Task description: The word to look for is "name". Report every line of the entries below that has it.

Records from a data collection:

────────────────

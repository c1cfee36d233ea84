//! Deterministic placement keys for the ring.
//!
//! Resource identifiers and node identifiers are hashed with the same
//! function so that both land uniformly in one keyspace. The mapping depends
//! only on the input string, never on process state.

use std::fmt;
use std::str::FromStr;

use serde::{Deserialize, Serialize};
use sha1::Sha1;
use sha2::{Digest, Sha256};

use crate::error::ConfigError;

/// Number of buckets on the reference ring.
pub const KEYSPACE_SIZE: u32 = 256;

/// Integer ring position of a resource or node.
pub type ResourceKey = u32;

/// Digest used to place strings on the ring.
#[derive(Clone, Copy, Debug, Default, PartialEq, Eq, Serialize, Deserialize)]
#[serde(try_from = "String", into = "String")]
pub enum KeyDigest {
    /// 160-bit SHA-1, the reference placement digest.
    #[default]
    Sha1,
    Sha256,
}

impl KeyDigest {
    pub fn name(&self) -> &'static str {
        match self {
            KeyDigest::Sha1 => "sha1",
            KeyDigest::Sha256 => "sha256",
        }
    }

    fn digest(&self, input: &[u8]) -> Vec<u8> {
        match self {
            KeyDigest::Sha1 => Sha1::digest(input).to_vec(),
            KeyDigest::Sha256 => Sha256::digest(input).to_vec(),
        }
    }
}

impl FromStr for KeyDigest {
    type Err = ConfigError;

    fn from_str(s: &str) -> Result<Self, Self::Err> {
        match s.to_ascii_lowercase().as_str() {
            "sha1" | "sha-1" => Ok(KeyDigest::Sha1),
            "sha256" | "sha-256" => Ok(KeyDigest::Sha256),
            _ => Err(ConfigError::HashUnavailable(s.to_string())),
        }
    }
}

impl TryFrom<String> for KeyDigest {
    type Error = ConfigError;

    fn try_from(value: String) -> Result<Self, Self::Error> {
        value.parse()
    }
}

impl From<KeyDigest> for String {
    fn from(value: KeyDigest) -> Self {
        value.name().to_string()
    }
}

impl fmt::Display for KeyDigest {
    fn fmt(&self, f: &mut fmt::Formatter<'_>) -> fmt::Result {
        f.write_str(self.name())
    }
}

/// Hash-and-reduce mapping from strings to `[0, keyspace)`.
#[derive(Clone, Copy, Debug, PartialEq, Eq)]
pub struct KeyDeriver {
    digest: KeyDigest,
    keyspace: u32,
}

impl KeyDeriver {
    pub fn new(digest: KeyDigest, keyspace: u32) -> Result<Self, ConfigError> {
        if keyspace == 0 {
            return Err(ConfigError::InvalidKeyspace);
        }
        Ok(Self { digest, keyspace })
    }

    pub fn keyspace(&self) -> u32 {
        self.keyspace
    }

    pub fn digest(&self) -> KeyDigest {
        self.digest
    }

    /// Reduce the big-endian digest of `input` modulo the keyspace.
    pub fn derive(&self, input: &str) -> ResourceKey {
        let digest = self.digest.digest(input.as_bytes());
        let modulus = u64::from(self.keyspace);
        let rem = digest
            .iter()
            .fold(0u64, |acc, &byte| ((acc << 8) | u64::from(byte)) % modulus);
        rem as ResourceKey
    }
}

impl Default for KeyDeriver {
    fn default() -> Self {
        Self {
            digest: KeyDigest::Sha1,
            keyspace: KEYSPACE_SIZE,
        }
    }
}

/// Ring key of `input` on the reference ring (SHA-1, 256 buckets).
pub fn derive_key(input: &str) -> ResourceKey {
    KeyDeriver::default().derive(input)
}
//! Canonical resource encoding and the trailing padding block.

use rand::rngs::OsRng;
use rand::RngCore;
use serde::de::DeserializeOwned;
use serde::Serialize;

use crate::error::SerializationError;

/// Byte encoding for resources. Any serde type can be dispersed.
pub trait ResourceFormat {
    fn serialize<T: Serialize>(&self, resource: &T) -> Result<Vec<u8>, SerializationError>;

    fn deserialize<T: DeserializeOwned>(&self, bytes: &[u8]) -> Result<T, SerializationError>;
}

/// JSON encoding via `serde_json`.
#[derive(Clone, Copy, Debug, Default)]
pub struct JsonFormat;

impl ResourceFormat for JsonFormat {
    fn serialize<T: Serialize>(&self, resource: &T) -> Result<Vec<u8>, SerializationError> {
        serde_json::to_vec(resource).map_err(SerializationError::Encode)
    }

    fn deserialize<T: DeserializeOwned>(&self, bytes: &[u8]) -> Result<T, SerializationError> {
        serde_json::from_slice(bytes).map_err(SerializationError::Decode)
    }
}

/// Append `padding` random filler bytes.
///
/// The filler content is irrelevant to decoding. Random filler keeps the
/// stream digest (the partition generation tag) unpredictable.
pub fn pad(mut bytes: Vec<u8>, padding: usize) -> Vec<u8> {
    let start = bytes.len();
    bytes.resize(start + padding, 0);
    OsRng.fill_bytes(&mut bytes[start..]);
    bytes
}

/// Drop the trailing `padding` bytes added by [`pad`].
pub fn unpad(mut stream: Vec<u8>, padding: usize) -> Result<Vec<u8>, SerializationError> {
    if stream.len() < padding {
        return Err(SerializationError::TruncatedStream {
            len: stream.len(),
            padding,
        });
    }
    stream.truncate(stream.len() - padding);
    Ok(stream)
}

────────────────

Solution to this exercise:
    pub fn name(&self) -> &'static str {
        value.name().to_string()
        f.write_str(self.name())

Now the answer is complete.